Le rapport estime également les dommages économiques d’une pandémie aussi grave. Cela représente 5 à 10 milliards d’euros, soit environ 0,65 à 1,3 % du PIB néerlandais. Van Bergeijk souligne qu’un tel scénario ne permet pas de prévoir les conséquences économiques du coronavirus. « Nous ne savons pas encore comment le coronavirus va continuer à se développer. Nous ne savons pas encore combien de personnes seront infectées et combien de victimes il y aura. Ce que nous savons, c’est que les coûts réels d’une grave pandémie sont supportables pour l’économie néerlandaise », déclare Van Bergeijk.

« Par contre, nous sommes partis du principe que même une pandémie aussi grave serait terminée au bout de quelques mois », ajoute-t-il. C’est important et cela fait immédiatement une grande différence par rapport à ce que nous avons vu avec des maladies telles que le SIDA et Ebola. Dans certains pays africains, elles ont provoqué une chute de 10 à 20 % du PIB. C’est parce que les économies africaines sont plus faibles que les nôtres et parce que l’épidémie d’Ebola a duré plus longtemps que la période que nous avons utilisée dans nos calculs. Le Libéria a connu une période de stagnation pendant près d’un an à cause du virus Ebola. Avec des conséquences désastreuses à long terme ».

Le stimulant

En Belgique, il n’existe pas d’étude de ce type de scénario catastrophe, mais sur la base des chiffres néerlandais, une pandémie aussi grave causerait un préjudice économique de 3 à 6 milliards d’euros. C’est beaucoup, mais nous devrions être capables de l’encaisser, tout comme l’économie néerlandaise.

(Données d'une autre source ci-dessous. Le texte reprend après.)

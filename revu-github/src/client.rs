//! GitHub API client using octocrab for REST and reqwest for GraphQL

use crate::{Error, Result};
use octocrab::Octocrab;
use revu_core::{GitHubConfig, Secrets};
use tracing::info;

/// GitHub API client bound to one repository
pub struct GitHubClient {
    client: Octocrab,
    http: reqwest::Client,
    token: String,
    config: GitHubConfig,
    owner: String,
    repo: String,
}

impl GitHubClient {
    /// Create a new GitHub client for the specified repository
    ///
    /// Token is loaded from (in priority order):
    /// 1. GITHUB_TOKEN or GH_TOKEN environment variable
    /// 2. ~/.config/revu/secrets.toml
    /// 3. `gh auth token`
    pub fn new(
        owner: impl Into<String>,
        repo: impl Into<String>,
        config: &GitHubConfig,
    ) -> Result<Self> {
        let owner = owner.into();
        let repo = repo.into();

        let secrets = Secrets::load().map_err(|e| Error::Auth(e.to_string()))?;

        let token = secrets.github_token().ok_or_else(|| {
            Error::Auth(
                "GitHub token not found. Set GITHUB_TOKEN, add a token to \
                 ~/.config/revu/secrets.toml, or run 'gh auth login'"
                    .to_string(),
            )
        })?;

        let client = Octocrab::builder()
            .personal_token(token.clone())
            .build()
            .map_err(|e| Error::Auth(format!("Failed to create GitHub client: {}", e)))?;

        let http = reqwest::Client::builder()
            .timeout(config.timeout)
            .user_agent(concat!("revu/", env!("CARGO_PKG_VERSION")))
            .build()?;

        info!(owner = %owner, repo = %repo, "Created GitHub client");

        Ok(Self {
            client,
            http,
            token,
            config: config.clone(),
            owner,
            repo,
        })
    }

    /// Get the repository owner
    pub fn owner(&self) -> &str {
        &self.owner
    }

    /// Get the repository name
    pub fn repo(&self) -> &str {
        &self.repo
    }

    /// `owner/repo`
    pub fn full_name(&self) -> String {
        format!("{}/{}", self.owner, self.repo)
    }

    /// Get the underlying octocrab client
    pub fn client(&self) -> &Octocrab {
        &self.client
    }

    pub(crate) fn http(&self) -> &reqwest::Client {
        &self.http
    }

    pub(crate) fn token(&self) -> &str {
        &self.token
    }

    pub(crate) fn config(&self) -> &GitHubConfig {
        &self.config
    }
}

impl std::fmt::Debug for GitHubClient {
    fn fmt(&self, f: &mut std::fmt::Formatter<'_>) -> std::fmt::Result {
        f.debug_struct("GitHubClient")
            .field("owner", &self.owner)
            .field("repo", &self.repo)
            .finish_non_exhaustive()
    }
}

/// Parse a GitHub URL into owner and repo
///
/// Supports formats:
/// - owner/repo
/// - https://github.com/owner/repo
/// - git@github.com:owner/repo.git
pub fn parse_github_url(url: &str) -> Result<(String, String)> {
    let url = url.trim();

    if !url.contains(':') && !url.contains('/') {
        return Err(Error::Parse(format!(
            "Invalid repository format: {}. Expected owner/repo",
            url
        )));
    }

    if !url.contains("://") && !url.contains('@') {
        // Simple owner/repo format
        let parts: Vec<&str> = url.split('/').collect();
        if parts.len() == 2 && parts.iter().all(|p| !p.is_empty()) {
            return Ok((
                parts[0].to_string(),
                parts[1].trim_end_matches(".git").to_string(),
            ));
        }
        return Err(Error::Parse(format!(
            "Invalid repository format: {}. Expected owner/repo",
            url
        )));
    }

    if url.starts_with("https://") || url.starts_with("http://") {
        let url = url::Url::parse(url).map_err(|e| Error::Parse(e.to_string()))?;
        let path = url.path().trim_start_matches('/').trim_end_matches(".git");
        let parts: Vec<&str> = path.split('/').collect();
        if parts.len() >= 2 && !parts[0].is_empty() && !parts[1].is_empty() {
            return Ok((parts[0].to_string(), parts[1].to_string()));
        }
        return Err(Error::Parse(format!("Invalid GitHub URL path: {}", path)));
    }

    if url.starts_with("git@") {
        if let Some(path) = url.split(':').nth(1) {
            let path = path.trim_end_matches(".git");
            let parts: Vec<&str> = path.split('/').collect();
            if parts.len() >= 2 {
                return Ok((parts[0].to_string(), parts[1].to_string()));
            }
        }
        return Err(Error::Parse(format!("Invalid SSH URL: {}", url)));
    }

    Err(Error::Parse(format!("Unrecognized URL format: {}", url)))
}

/// A pull request given on the command line
#[derive(Debug, Clone, PartialEq, Eq)]
pub struct PrRef {
    /// Repository named by a PR URL, overriding the detected one
    pub repo: Option<(String, String)>,
    /// Pull request number
    pub number: u64,
}

/// Parse a PR number or a `https://github.com/owner/repo/pull/N` URL
pub fn parse_pr_ref(arg: &str) -> Result<PrRef> {
    let arg = arg.trim();

    if !arg.is_empty() && arg.bytes().all(|b| b.is_ascii_digit()) {
        let number = arg
            .parse()
            .map_err(|_| Error::Parse(format!("PR number out of range: {}", arg)))?;
        return Ok(PrRef { repo: None, number });
    }

    let invalid = || Error::Parse(format!("Could not parse PR argument: {}", arg));

    let url = url::Url::parse(arg).map_err(|_| invalid())?;
    let segments: Vec<&str> = url.path_segments().map(|s| s.collect()).unwrap_or_default();
    match segments.as_slice() {
        [owner, repo, "pull", number, ..] if !owner.is_empty() && !repo.is_empty() => {
            let number = number.parse().map_err(|_| invalid())?;
            Ok(PrRef {
                repo: Some((owner.to_string(), repo.to_string())),
                number,
            })
        }
        _ => Err(invalid()),
    }
}

#[cfg(test)]
mod tests {
    use super::*;

    #[test]
    fn test_parse_shorthand() {
        let (owner, repo) = parse_github_url("owner/repo").unwrap();
        assert_eq!(owner, "owner");
        assert_eq!(repo, "repo");
    }

    #[test]
    fn test_parse_https_url_with_git_suffix() {
        let (owner, repo) = parse_github_url("https://github.com/owner/repo.git").unwrap();
        assert_eq!(owner, "owner");
        assert_eq!(repo, "repo");
    }

    #[test]
    fn test_parse_ssh_url() {
        let (owner, repo) = parse_github_url("git@github.com:owner/repo.git\n").unwrap();
        assert_eq!(owner, "owner");
        assert_eq!(repo, "repo");
    }

    #[test]
    fn test_parse_invalid() {
        assert!(parse_github_url("invalid").is_err());
        assert!(parse_github_url("owner/").is_err());
    }

    #[test]
    fn test_pr_ref_number() {
        assert_eq!(
            parse_pr_ref("123").unwrap(),
            PrRef {
                repo: None,
                number: 123
            }
        );
    }

    #[test]
    fn test_pr_ref_url() {
        let pr = parse_pr_ref("https://github.com/owner/repo/pull/42").unwrap();
        assert_eq!(pr.number, 42);
        assert_eq!(pr.repo, Some(("owner".to_string(), "repo".to_string())));

        let pr = parse_pr_ref("https://github.com/owner/repo/pull/42/files").unwrap();
        assert_eq!(pr.number, 42);
    }

    #[test]
    fn test_pr_ref_invalid() {
        assert!(parse_pr_ref("not-a-pr").is_err());
        assert!(parse_pr_ref("https://github.com/owner/repo/issues/42").is_err());
        assert!(parse_pr_ref("").is_err());
    }
}
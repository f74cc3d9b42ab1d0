//! Error types for GitHub operations

use thiserror::Error;

/// Result type for GitHub operations
pub type Result<T> = std::result::Result<T, Error>;

/// Errors that can occur during GitHub operations
#[derive(Error, Debug)]
pub enum Error {
    /// GitHub REST API error
    #[error("GitHub API error: {0}")]
    Api(#[from] octocrab::Error),

    /// HTTP transport error
    #[error("HTTP error: {0}")]
    Http(#[from] reqwest::Error),

    /// Authentication error
    #[error("GitHub authentication error: {0}")]
    Auth(String),

    /// Pull request not found
    #[error("Pull request #{0} not found")]
    PrNotFound(u64),

    /// No open pull request for a branch
    #[error("No open pull request found for branch '{0}'")]
    NoPrForBranch(String),

    /// GraphQL returned errors or no data
    #[error("GraphQL errors: {0}")]
    GraphQl(String),

    /// Parse error
    #[error("Parse error: {0}")]
    Parse(String),

    /// Invalid request arguments
    #[error("Invalid input: {0}")]
    InvalidInput(String),
}
//! Line overlap between a review comment and later changes

use tracing::debug;

use super::hunk::parse_hunks;
use crate::Result;

/// Source of unified diffs against the current tree
///
/// Implemented by [`crate::GitRepo`]; tests substitute in-memory fakes.
pub trait DiffSource {
    /// Unified diff of `path` between `base` and the current tree.
    ///
    /// Fails when the diff cannot be produced at all, e.g. because `base` no
    /// longer exists in the repository.
    fn diff_to_head(&self, base: &str, path: &str) -> Result<String>;

    /// Whether `path` exists in the current tree
    fn exists_at_head(&self, path: &str) -> Result<bool>;
}

/// Outcome of an overlap check
#[derive(Debug, Clone, PartialEq, Eq)]
pub struct Overlap {
    /// A change touches the commented line
    pub overlaps: bool,
    /// Explanation suitable for a report
    pub evidence: String,
}

impl Overlap {
    fn yes(evidence: impl Into<String>) -> Self {
        Self {
            overlaps: true,
            evidence: evidence.into(),
        }
    }

    fn no(evidence: impl Into<String>) -> Self {
        Self {
            overlaps: false,
            evidence: evidence.into(),
        }
    }
}

/// Check whether any change between `base_commit` and the current tree
/// touches `original_line` of `path`.
///
/// A file that can no longer be diffed and is gone from the current tree counts
/// as overlapping, since the commented code no longer exists. Any other failure
/// to obtain a diff reports no overlap. Overlap uses [`super::Hunk::overlaps`],
/// which includes the line right after each hunk.
pub fn check_overlap<S: DiffSource + ?Sized>(
    source: &S,
    base_commit: Option<&str>,
    path: &str,
    original_line: u64,
) -> Overlap {
    let base = match base_commit {
        Some(base) if !base.is_empty() => base,
        _ => return Overlap::no("no original commit"),
    };

    let diff = match source.diff_to_head(base, path) {
        Ok(diff) => diff,
        Err(e) => {
            debug!(base, path, error = %e, "Diff failed, checking whether file still exists");
            return match source.exists_at_head(path) {
                Ok(false) => Overlap::yes("file deleted"),
                Ok(true) => Overlap::no("diff failed"),
                Err(e) => {
                    debug!(path, error = %e, "Existence check failed");
                    Overlap::no("diff failed")
                }
            };
        }
    };

    if diff.trim().is_empty() {
        return Overlap::no("no changes in file");
    }

    parse_hunks(&diff)
        .into_iter()
        .find(|hunk| hunk.overlaps(original_line))
        .map(|hunk| {
            Overlap::yes(format!(
                "hunk @@ -{},{} overlaps line {}",
                hunk.start, hunk.count, original_line
            ))
        })
        .unwrap_or_else(|| Overlap::no(format!("no hunk overlaps line {}", original_line)))
}
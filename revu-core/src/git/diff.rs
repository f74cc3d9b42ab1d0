//! Unified diffs against HEAD for thread classification

use std::path::Path;

use git2::{DiffFormat, DiffOptions, ErrorCode};
use tracing::debug;

use super::GitRepo;
use crate::audit::DiffSource;
use crate::Result;

impl DiffSource for GitRepo {
    fn diff_to_head(&self, base: &str, path: &str) -> Result<String> {
        let repo = self.inner();
        let base_tree = repo.revparse_single(base)?.peel_to_tree()?;
        let head_tree = repo.head()?.peel_to_tree()?;

        let mut opts = DiffOptions::new();
        opts.pathspec(path).disable_pathspec_match(true);

        let diff = repo.diff_tree_to_tree(Some(&base_tree), Some(&head_tree), Some(&mut opts))?;

        let mut patch = String::new();
        diff.print(DiffFormat::Patch, |_delta, _hunk, line| {
            if matches!(line.origin(), '+' | '-' | ' ') {
                patch.push(line.origin());
            }
            patch.push_str(&String::from_utf8_lossy(line.content()));
            true
        })?;

        debug!(base, path, bytes = patch.len(), "Computed diff against HEAD");
        Ok(patch)
    }

    fn exists_at_head(&self, path: &str) -> Result<bool> {
        let head_tree = self.inner().head()?.peel_to_tree()?;
        match head_tree.get_path(Path::new(path)) {
            Ok(_) => Ok(true),
            Err(e) if e.code() == ErrorCode::NotFound => Ok(false),
            Err(e) => Err(e.into()),
        }
    }
}

#[cfg(test)]
mod tests {
    use super::*;
    use crate::audit::{check_overlap, parse_hunks, Hunk};
    use crate::git::repo::tests::{commit_files, init_repo};

    fn numbered(lines: usize) -> String {
        (1..=lines).map(|i| format!("line {}\n", i)).collect()
    }

    #[test]
    fn test_diff_reports_changed_hunk() {
        let (dir, repo) = init_repo();
        let base = commit_files(&repo, &[("src/a.rs", Some(numbered(30).as_str()))], "base").to_string();

        let mut changed = numbered(30).replace("line 20\n", "line twenty\n");
        changed.push_str("line 31\n");
        commit_files(&repo, &[("src/a.rs", Some(changed.as_str()))], "edit");

        let git = GitRepo::open(dir.path()).unwrap();
        let diff = git.diff_to_head(&base, "src/a.rs").unwrap();
        let hunks = parse_hunks(&diff);

        assert!(diff.contains("+line twenty"));
        assert_eq!(hunks.len(), 2);
        assert_eq!(hunks[0], Hunk { start: 17, count: 7 });
        assert!(check_overlap(&git, Some(base.as_str()), "src/a.rs", 20).overlaps);
        assert!(!check_overlap(&git, Some(base.as_str()), "src/a.rs", 5).overlaps);
    }

    #[test]
    fn test_diff_scoped_to_path() {
        let (dir, repo) = init_repo();
        let base = commit_files(
            &repo,
            &[("a.rs", Some("a\n")), ("a.rs.bak", Some("x\n"))],
            "base",
        )
        .to_string();
        commit_files(&repo, &[("a.rs.bak", Some("y\n"))], "edit other file");

        let git = GitRepo::open(dir.path()).unwrap();
        let diff = git.diff_to_head(&base, "a.rs").unwrap();
        assert!(diff.trim().is_empty());
        assert_eq!(
            check_overlap(&git, Some(base.as_str()), "a.rs", 1).evidence,
            "no changes in file"
        );
    }

    #[test]
    fn test_unknown_commit_fails() {
        let (dir, repo) = init_repo();
        commit_files(&repo, &[("a.rs", Some("a\n"))], "base");

        let git = GitRepo::open(dir.path()).unwrap();
        assert!(git
            .diff_to_head("0123456789abcdef0123456789abcdef01234567", "a.rs")
            .is_err());
    }

    #[test]
    fn test_exists_at_head() {
        let (dir, repo) = init_repo();
        commit_files(&repo, &[("keep.rs", Some("k\n")), ("drop.rs", Some("d\n"))], "base");
        commit_files(&repo, &[("drop.rs", None)], "remove");

        let git = GitRepo::open(dir.path()).unwrap();
        assert!(git.exists_at_head("keep.rs").unwrap());
        assert!(!git.exists_at_head("drop.rs").unwrap());
        assert!(!git.exists_at_head("never/existed.rs").unwrap());
    }

    #[test]
    fn test_deleted_file_with_missing_base_is_addressed() {
        let (dir, repo) = init_repo();
        commit_files(&repo, &[("keep.rs", Some("k\n")), ("drop.rs", Some("d\n"))], "base");
        commit_files(&repo, &[("drop.rs", None)], "remove");

        let git = GitRepo::open(dir.path()).unwrap();
        let missing = "0123456789abcdef0123456789abcdef01234567";
        assert_eq!(
            check_overlap(&git, Some(missing), "drop.rs", 1).evidence,
            "file deleted"
        );
        assert_eq!(
            check_overlap(&git, Some(missing), "keep.rs", 1).evidence,
            "diff failed"
        );
    }
}
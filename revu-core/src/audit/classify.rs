//! Thread status classification

use tracing::debug;

use super::overlap::{check_overlap, DiffSource};
use super::thread::{ReviewThread, ThreadStatus};

const OUTDATED_EVIDENCE: &str = "GitHub detected code changed";
const UNVERIFIABLE_EVIDENCE: &str = "unable to verify (missing commit/line info)";

/// Classify every thread in place.
///
/// Precedence is fixed: a resolved thread is `Resolved` even when it is also
/// outdated, an outdated thread is `Outdated` without consulting git, and only
/// the remaining threads are checked against the diff since the originating
/// comment's commit.
pub fn classify<S: DiffSource + ?Sized>(source: &S, threads: &mut [ReviewThread]) {
    for thread in threads.iter_mut() {
        classify_thread(source, thread);
        debug!(
            thread_id = %thread.thread_id,
            status = %thread.status,
            evidence = thread.diff_evidence.as_deref().unwrap_or(""),
            "Classified thread"
        );
    }
}

fn classify_thread<S: DiffSource + ?Sized>(source: &S, thread: &mut ReviewThread) {
    if thread.is_resolved {
        thread.status = ThreadStatus::Resolved;
        thread.diff_evidence = Some(format!(
            "resolved by {}",
            thread.resolved_by.as_deref().unwrap_or("unknown")
        ));
        return;
    }

    if thread.is_outdated {
        thread.status = ThreadStatus::Outdated;
        thread.diff_evidence = Some(OUTDATED_EVIDENCE.to_string());
        return;
    }

    let overlap = match (thread.original_commit(), thread.original_line) {
        (Some(commit), Some(line)) => Some(check_overlap(source, Some(commit), &thread.path, line)),
        _ => None,
    };

    match overlap {
        Some(overlap) => {
            thread.status = if overlap.overlaps {
                ThreadStatus::Addressed
            } else {
                ThreadStatus::Unresolved
            };
            thread.diff_evidence = Some(overlap.evidence);
        }
        None => {
            thread.status = ThreadStatus::Unresolved;
            thread.diff_evidence = Some(UNVERIFIABLE_EVIDENCE.to_string());
        }
    }
}
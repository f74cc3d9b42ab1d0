//! Unified diff hunk header parsing

/// Old-side range of a unified diff hunk
#[derive(Debug, Clone, Copy, PartialEq, Eq)]
pub struct Hunk {
    /// First line of the range in the old file
    pub start: u64,
    /// Number of lines in the range
    pub count: u64,
}

impl Hunk {
    /// Whether `line` falls inside this hunk.
    ///
    /// The upper bound is `start + count`, one past the last line the hunk
    /// actually replaces. A comment on the line directly after a change is
    /// therefore reported as overlapping.
    pub fn overlaps(&self, line: u64) -> bool {
        self.start <= line && line <= self.start.saturating_add(self.count)
    }
}

/// Parse every `@@ -start[,count] +... @@` header in a unified diff.
///
/// A missing count means a single-line hunk. Lines that do not look like hunk
/// headers are ignored, so malformed input yields fewer hunks rather than an
/// error.
pub fn parse_hunks(diff: &str) -> Vec<Hunk> {
    diff.lines().filter_map(parse_header).collect()
}

fn parse_header(line: &str) -> Option<Hunk> {
    let rest = line.strip_prefix("@@ -")?;
    let (range, tail) = rest.split_once(' ')?;
    if !tail.starts_with('+') {
        return None;
    }

    let (start, count) = match range.split_once(',') {
        Some((start, count)) => (start, Some(count)),
        None => (range, None),
    };

    let start = parse_digits(start)?;
    let count = match count {
        Some(count) => parse_digits(count)?,
        None => 1,
    };

    Some(Hunk { start, count })
}

fn parse_digits(s: &str) -> Option<u64> {
    if s.is_empty() || !s.bytes().all(|b| b.is_ascii_digit()) {
        return None;
    }
    s.parse().ok()
}
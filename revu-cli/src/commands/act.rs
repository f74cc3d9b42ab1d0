//! Act command - submit a review verdict on a pull request

use clap::{Args, ValueEnum};
use revu_core::Config;
use revu_github::{parse_pr_ref, GitHubClient, ReviewAction};

use super::resolve_repo;

/// Review verdict
#[derive(ValueEnum, Clone, Copy, Debug, PartialEq, Eq)]
pub enum ActionArg {
    Approve,
    RequestChanges,
    Comment,
}

impl From<ActionArg> for ReviewAction {
    fn from(arg: ActionArg) -> Self {
        match arg {
            ActionArg::Approve => ReviewAction::Approve,
            ActionArg::RequestChanges => ReviewAction::RequestChanges,
            ActionArg::Comment => ReviewAction::Comment,
        }
    }
}

/// Approve, request changes on, or comment on a pull request
#[derive(Args, Debug)]
pub struct ActArgs {
    /// PR number or URL
    #[arg(long)]
    pub pr: String,

    /// Review verdict
    #[arg(long, value_enum)]
    pub action: ActionArg,

    /// Review comment body
    #[arg(long)]
    pub body: Option<String>,

    /// owner/repo (default: from the git remote)
    #[arg(long)]
    pub repo: Option<String>,

    /// Preview the action without submitting it
    #[arg(long)]
    pub draft: bool,
}

impl ActArgs {
    /// Execute the act command
    pub async fn execute(&self, config: &Config) -> anyhow::Result<()> {
        let pr_ref = parse_pr_ref(&self.pr)?;
        let (owner, repo) = match pr_ref.repo {
            Some(repo) => repo,
            None => resolve_repo(self.repo.as_deref())?,
        };
        let full_name = format!("{}/{}", owner, repo);
        let action = ReviewAction::from(self.action);

        if self.draft {
            println!(
                "{}",
                format_action_draft(&full_name, pr_ref.number, action, self.body.as_deref())
            );
            return Ok(());
        }

        let client = GitHubClient::new(&owner, &repo, &config.github)?;
        client
            .submit_review(pr_ref.number, action, self.body.as_deref())
            .await?;

        println!(
            "Successfully {} {}#{}",
            action.past_tense(),
            full_name,
            pr_ref.number
        );
        Ok(())
    }
}

fn format_action_draft(repo: &str, pr_number: u64, action: ReviewAction, body: Option<&str>) -> String {
    let mut lines = vec![
        "# Action Draft\n".to_string(),
        format!("**Repository:** {}", repo),
        format!("**PR:** #{}", pr_number),
        format!("**Action:** {}", action.event()),
    ];
    match body {
        Some(body) if !body.trim().is_empty() => lines.push(format!("\n**Body:**\n> {}", body)),
        _ => lines.push("\n**Body:** _(empty - will submit without comment)_".to_string()),
    }
    lines.push("\n---".to_string());
    lines.push("To execute, run the same command without `--draft`.".to_string());
    lines.join("\n")
}
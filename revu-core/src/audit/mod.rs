//! Pull request feedback audit
//!
//! Classifies review threads against the local git history and optionally
//! resolves threads whose commented code has since changed. The pipeline runs
//! one way: fetched threads are classified with [`classify`], then
//! [`auto_resolve`] may promote addressed threads to resolved, then the
//! [`report`] module renders the result.

mod classify;
mod hunk;
mod overlap;
pub mod report;
mod resolve;
mod thread;

pub use classify::classify;
pub use hunk::{parse_hunks, Hunk};
pub use overlap::{check_overlap, DiffSource, Overlap};
pub use resolve::{auto_resolve, AutoResolveSummary, ResolveFailure, ThreadResolver};
pub use thread::{ReviewThread, ThreadComment, ThreadStatus};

La crise du coronavirus n’entraîne pas de réduction permanente de la capacité de production. Aucune entreprise ou machine n’a été détruite. Les décès ne concernent pas tant les personnes en âge de travailler que les personnes âgées. Le système financier reste également intact. Cela permet un démarrage rapide de l’économie. Plus les personnes, les marchés et les entreprises sont flexibles, moins il y a de dégâts et plus la reprise sera rapide », déclare Van Bergeijk. « Nous avons vu que les catastrophes naturelles peuvent inciter à augmenter la productivité. »

Bien que, selon des économistes tels que Van Bergeijk, la pandémie du coronavirus n’aura pas d’impact majeur sur notre économie, elle pourrait conduire à une crise grave. Si la panique s’installe, que les marchés boursiers s’effondrent et que les gens commencent à accumuler, cela peut causer de très graves dommages à l’économie. Si la confiance des consommateurs continue de s’effondrer, nous pourrions être plongés dans une crise financière. Mais en tant que société, nous pouvons supporter les coûts d’une pandémie. Il n’y a que les dommages économiques causés par la panique qui ne peuvent être prédits ».